WASHINGTON — The National Association of Chain Drug Stores is heading to Capitol Hill next week for its RxImpact Day event, during which it will press its case against the proposed ESI-Medco merger.


“No issues are higher on NACDS’ list of priorities than urging members of Congress to express to the Federal Trade Commission their concerns and opposition to the proposed Express Scripts and Medco merger, and advocating for legislation to regulate pharmacy benefit managers,” stated NACDS president and CEO Steve Anderson.


On March 21 and 22, NACDS members, pharmacy students and faculty, and state pharmacy association representatives will travel to Washington D.C., for NACDS RxImpact Day. According to NACDS, the message of approximately 250 congressional meetings will focus on public policy issues that can either leverage the unsurpassed value of neighborhood pharmacies to advance patient care, or that could alternatively hinder the health of patients, employment and community economies alike.


Pharmacy benefit managers are pharmaceutical insurance middlemen, and NACDS has maintained that the merger of Express Scripts and Medco would create a dominant force that would be “too big to play fair.” NACDS notes that unchecked PBM practices, which would be made uncontrollably worse by the merger, jeopardize access to neighborhood pharmacies.



“In addition to consumer groups, antitrust watchdogs, employers and others, 68 members of Congress already have expressed concerns to the FTC about the proposed merger,” Anderson stated. “In the name of local access to pharmacy patient care, to jobs and to economic vitality, we anticipate increasing that number next week.”

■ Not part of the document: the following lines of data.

//! Chain service: the single writer around the ledger.
//!
//! Every mutating operation runs "apply in memory, then persist" as one
//! critical section behind a mutex, so a save can never clobber a newer
//! mutation with a stale snapshot (the unlocked variant of this design
//! has exactly that race; see DESIGN.md). Reads take the same lock
//! briefly and clone out, so they only ever observe fully-committed
//! state.
//!
//! A failed save is reported to the caller but the in-memory mutation
//! stands: callers must treat every mutation as applied in memory,
//! possibly not yet durable.

use std::path::Path;
use std::sync::Mutex;

use rand::rngs::StdRng;
use rand::{Rng, SeedableRng};
use tracing::{info, warn};

use crate::ledger::{
    Account, AccountView, Amount, Block, ChainStatus, LedgerError, LedgerState, Transaction,
    Validator, DEFAULT_STAKE, FAUCET_ALLOTMENT,
};
use crate::producer;
use crate::producer::{Clock, SystemClock};
use crate::store::{LedgerStore, StoreError};
use crate::wallet::{AddressProvider, Ed25519AddressProvider};

/// Username of the account pre-funded at genesis.
pub const FAUCET_USERNAME: &str = "faucet";
const FAUCET_REASON: &str = "genesis funding";

#[derive(Debug, thiserror::Error)]
pub enum ChainError {
    #[error(transparent)]
    Ledger(#[from] LedgerError),
    /// The mutation was applied in memory but could not be made durable.
    #[error("persistence failure: {0}")]
    Persistence(#[from] StoreError),
}

struct Core<P, R> {
    state: LedgerState,
    provider: P,
    rng: R,
    clock: Box<dyn Clock + Send>,
}

/// Owns the ledger, its store, and the injected capabilities.
pub struct ChainService<P = Ed25519AddressProvider, R = StdRng> {
    store: LedgerStore,
    core: Mutex<Core<P, R>>,
}

impl ChainService {
    /// Open the chain at `data_dir` with production capabilities and
    /// initialize it: load the persisted record if one exists, bootstrap
    /// genesis otherwise.
    pub fn open<D: AsRef<Path>>(data_dir: D) -> Result<Self, ChainError> {
        let service = Self::with_parts(
            LedgerStore::new(data_dir),
            Ed25519AddressProvider::new(),
            StdRng::from_entropy(),
            SystemClock,
        );
        service.initialize()?;
        Ok(service)
    }
}

impl<P, R> ChainService<P, R>
where
    P: AddressProvider,
    R: Rng,
{
    /// Assemble a service from explicit parts without initializing it.
    /// Tests use this to pin the provider, RNG, and clock.
    pub fn with_parts<C>(store: LedgerStore, provider: P, rng: R, clock: C) -> Self
    where
        C: Clock + Send + 'static,
    {
        Self {
            store,
            core: Mutex::new(Core {
                state: LedgerState::new(),
                provider,
                rng,
                clock: Box::new(clock),
            }),
        }
    }

    /// Load persisted state, or bootstrap genesis + faucet and persist the
    /// result. Idempotent within a run: once blocks exist in memory this
    /// returns without touching anything, so the faucet allotment is never
    /// minted twice.
    pub fn initialize(&self) -> Result<(), ChainError> {
        let mut core = self.core.lock().expect("chain lock poisoned");
        if !core.state.blocks.is_empty() {
            return Ok(());
        }
        if let Some(state) = self.store.load()? {
            info!(
                height = state.current_height,
                accounts = state.accounts.len(),
                "existing chain loaded"
            );
            core.state = state;
            return Ok(());
        }

        // Bootstrap on a scratch state and install it only once complete,
        // so a failing derivation cannot leave a genesis block without its
        // faucet behind.
        let Core {
            provider,
            rng,
            clock,
            ..
        } = &mut *core;
        let now = clock.now_ms();
        let mut fresh = LedgerState::new();
        fresh.blocks.push(Block::genesis(now));
        let faucet = fresh.create_account(FAUCET_USERNAME, provider, now)?;
        fresh.faucet_address = Some(faucet.address.clone());
        fresh.mint(
            &faucet.address,
            FAUCET_ALLOTMENT,
            Some(FAUCET_REASON.to_string()),
            now,
            rng,
        )?;
        info!(faucet = %faucet.address, "new chain bootstrapped");
        core.state = fresh;
        self.persist(&mut core)
    }

    pub fn create_account(&self, username: &str) -> Result<Account, ChainError> {
        let mut core = self.core.lock().expect("chain lock poisoned");
        let Core {
            state,
            provider,
            clock,
            ..
        } = &mut *core;
        let now = clock.now_ms();
        let account = state.create_account(username, provider, now)?;
        info!(username, address = %account.address, "account created");
        self.persist(&mut core)?;
        Ok(account)
    }

    pub fn mint(
        &self,
        to: &str,
        amount: Amount,
        reason: Option<String>,
    ) -> Result<Transaction, ChainError> {
        let mut core = self.core.lock().expect("chain lock poisoned");
        let Core {
            state, rng, clock, ..
        } = &mut *core;
        let now = clock.now_ms();
        let tx = state.mint(to, amount, reason, now, rng)?;
        info!(to, amount, tx_hash = %tx.tx_hash, "tokens minted");
        self.persist(&mut core)?;
        Ok(tx)
    }

    pub fn transfer(
        &self,
        from_username: &str,
        to: &str,
        amount: Amount,
    ) -> Result<Transaction, ChainError> {
        let mut core = self.core.lock().expect("chain lock poisoned");
        let Core {
            state, rng, clock, ..
        } = &mut *core;
        let now = clock.now_ms();
        let tx = state.transfer(from_username, to, amount, now, rng)?;
        info!(from = from_username, to, amount, tx_hash = %tx.tx_hash, "tokens transferred");
        self.persist(&mut core)?;
        Ok(tx)
    }

    pub fn register_validator(
        &self,
        username: &str,
        stake: Option<Amount>,
    ) -> Result<Validator, ChainError> {
        let mut core = self.core.lock().expect("chain lock poisoned");
        let Core { state, clock, .. } = &mut *core;
        let now = clock.now_ms();
        let validator = state.register_validator(username, stake.unwrap_or(DEFAULT_STAKE), now)?;
        info!(username, stake = validator.stake, "validator registered");
        self.persist(&mut core)?;
        Ok(validator)
    }

    pub fn mine_block(&self) -> Result<Block, ChainError> {
        let mut core = self.core.lock().expect("chain lock poisoned");
        let Core {
            state, rng, clock, ..
        } = &mut *core;
        let block = producer::mine_block(state, rng, clock.as_ref())?;
        info!(height = block.height, validator = %block.validator, "block mined");
        self.persist(&mut core)?;
        Ok(block)
    }

    pub fn status(&self) -> ChainStatus {
        self.core.lock().expect("chain lock poisoned").state.status()
    }

    pub fn account(&self, username: &str) -> Option<AccountView> {
        self.core
            .lock()
            .expect("chain lock poisoned")
            .state
            .account(username)
    }

    pub fn balance(&self, address: &str) -> Amount {
        self.core
            .lock()
            .expect("chain lock poisoned")
            .state
            .balance(address)
    }

    pub fn block(&self, height: u64) -> Option<Block> {
        self.core
            .lock()
            .expect("chain lock poisoned")
            .state
            .block(height)
            .cloned()
    }

    pub fn recent_blocks(&self, limit: usize) -> Vec<Block> {
        self.core
            .lock()
            .expect("chain lock poisoned")
            .state
            .recent_blocks(limit)
    }

    pub fn validators(&self) -> Vec<Validator> {
        self.core
            .lock()
            .expect("chain lock poisoned")
            .state
            .validators
            .values()
            .cloned()
            .collect()
    }

    /// Write-through step of every mutation. On failure the in-memory
    /// state is NOT rolled back; the error tells the caller durability is
    /// behind.
    fn persist(&self, core: &mut Core<P, R>) -> Result<(), ChainError> {
        let now = core.clock.now_ms();
        if let Err(err) = self.store.save(&core.state, now) {
            warn!(%err, "state mutated in memory but not persisted");
            return Err(err.into());
        }
        Ok(())
    }
}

Chains operate more than 40,000 pharmacies and employ more than 3.5 million employees, including 130,000 pharmacists. 
NACDS analysis of economic data shows that every $1 spent in retail stores with pharmacies creates a ripple effect of $1.81 throughout other segments of the economy. These segments include agriculture, manufacturing, construction, transportation and warehousing, information technology, real estate, educational services and more.  The total economic impact of stores with pharmacies equals $1.76 trillion, or 12% of the gross domestic product.

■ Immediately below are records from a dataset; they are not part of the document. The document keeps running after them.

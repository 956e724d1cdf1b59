//! Block production and reward distribution.
//!
//! A mined block is appended with an empty transaction list; its hash is a
//! digest of `(height, wall-clock timestamp, random nonce)` rather than a
//! content hash of the block, so it identifies the block uniquely but is
//! not tamper-evident. That weakness is deliberate: the hash values are
//! part of the chain's observable behavior and changing the scheme would
//! rewrite them. Both the clock and the randomness source are injected so
//! tests can pin exact hashes and validator choices.

use std::time::{SystemTime, UNIX_EPOCH};

use rand::Rng;
use sha2::{Digest, Sha256};

use crate::ledger::{
    Address, Amount, Block, LedgerError, LedgerState, BLOCK_GAS_LIMIT, GENESIS_PREVIOUS_HASH,
    SYSTEM_ADDRESS,
};

/// Fixed per-block reward, split among active validators at mining time.
pub const BLOCK_REWARD: Amount = 100;
/// Reason recorded on every reward mint.
pub const REWARD_REASON: &str = "block reward";

/// Injectable wall clock, milliseconds since the unix epoch.
pub trait Clock {
    fn now_ms(&self) -> u64;
}

#[derive(Clone, Copy, Debug, Default)]
pub struct SystemClock;

impl Clock for SystemClock {
    fn now_ms(&self) -> u64 {
        SystemTime::now()
            .duration_since(UNIX_EPOCH)
            .unwrap_or_default()
            .as_millis() as u64
    }
}

/// Clock pinned to a single instant, for deterministic tests.
#[derive(Clone, Copy, Debug)]
pub struct FixedClock(pub u64);

impl Clock for FixedClock {
    fn now_ms(&self) -> u64 {
        self.0
    }
}

/// Mine the next block: pick a validator, append the block, pay rewards.
///
/// Nothing before the append can fail, so a returned error never leaves a
/// half-mined block behind: the block is either fully appended (with its
/// height increment) or the state is untouched.
pub fn mine_block<R: Rng>(
    state: &mut LedgerState,
    rng: &mut R,
    clock: &dyn Clock,
) -> Result<Block, LedgerError> {
    let height = state.current_height + 1;
    let timestamp = clock.now_ms();
    let validator = select_validator(state, rng);
    let previous_hash = state
        .blocks
        .last()
        .map(|block| block.hash.clone())
        .unwrap_or_else(|| GENESIS_PREVIOUS_HASH.to_string());

    let block = Block {
        height,
        timestamp,
        hash: block_hash(height, timestamp, rng),
        previous_hash,
        transactions: Vec::new(),
        validator,
        gas_used: 0,
        gas_limit: BLOCK_GAS_LIMIT,
    };

    state.current_height = height;
    state.blocks.push(block.clone());
    distribute_rewards(state, timestamp, rng)?;
    Ok(block)
}

/// Uniformly random choice among active validators; the system sentinel
/// when none are active.
pub fn select_validator<R: Rng>(state: &LedgerState, rng: &mut R) -> Address {
    let active = state.active_validator_addresses();
    if active.is_empty() {
        return SYSTEM_ADDRESS.to_string();
    }
    let index = rng.gen_range(0..active.len());
    active[index].clone()
}

/// Split [`BLOCK_REWARD`] evenly among active validators. Each gets
/// `BLOCK_REWARD / K` (integer division); the remainder is burned, not
/// carried forward. With no active validators this is a no-op. With more
/// than [`BLOCK_REWARD`] validators the share rounds to zero: counters
/// still advance but nothing is minted.
fn distribute_rewards<R: Rng>(
    state: &mut LedgerState,
    now_ms: u64,
    rng: &mut R,
) -> Result<(), LedgerError> {
    let active = state.active_validator_addresses();
    if active.is_empty() {
        return Ok(());
    }
    let share = BLOCK_REWARD / active.len() as Amount;
    for address in &active {
        if share > 0 {
            state.mint(address, share, Some(REWARD_REASON.to_string()), now_ms, rng)?;
        }
        if let Some(validator) = state.validators.get_mut(address) {
            validator.rewards_earned += share;
            validator.blocks_proposed += 1;
        }
    }
    Ok(())
}

/// Weak identifier hash: sha256 over `"{height}-{timestamp}-{nonce}"`.
fn block_hash<R: Rng>(height: u64, timestamp: u64, rng: &mut R) -> String {
    let nonce: u64 = rng.gen();
    let digest = Sha256::digest(format!("{height}-{timestamp}-{nonce}").as_bytes());
    hex::encode(digest)
}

“NACDS members have a presence, and neighborhood pharmacists live and work, in every state and in every Congressional District,” Anderson noted. “Policy-makers have very real choices to make: whether to allow neighborhood pharmacies to sustain as key employers and economic contributors and as the most accessible element of healthcare delivery, or whether to fall into the trap of inaction or damaging policies that jeopardize pharmacy viability.”



In addition to emphasizing the proposed PBM mega-merger, NACDS will urge support for the Pharmacy Competition and Consumer Choice Act of 2011 (H.R. 1971 and S. 1058). The legislation, co-sponsored by Rep. Cathy McMorris Rodgers, R-Wash., and Sen. Mark Pryor, D-Ark., would address practices of some PBMs.



The legislation would address such issues as PBMs forcing patients to use their own mail-order operations, recouping claims that already have been paid to pharmacies as a result of unfair audits, providing no appeals process for their decisions, requiring documentation that pharmacies are prohibited by law from providing and switching patients to more expensive medications, according to NACDS.




“I will tell you right now that the PBM lobby will respond as it always does, by alleging cost-savings beyond policy-makers’ wildest dreams. But the fact is that lack of transparency provides no credible information about actual savings to consumers and employers versus increased profitability for the PBMs as a result of these tactics. NACDS is calling on Congress to put a stop to the spin and to these practices and to prevent jeopardy to neighborhood economies and to neighborhood pharmacy access,” Anderson stated.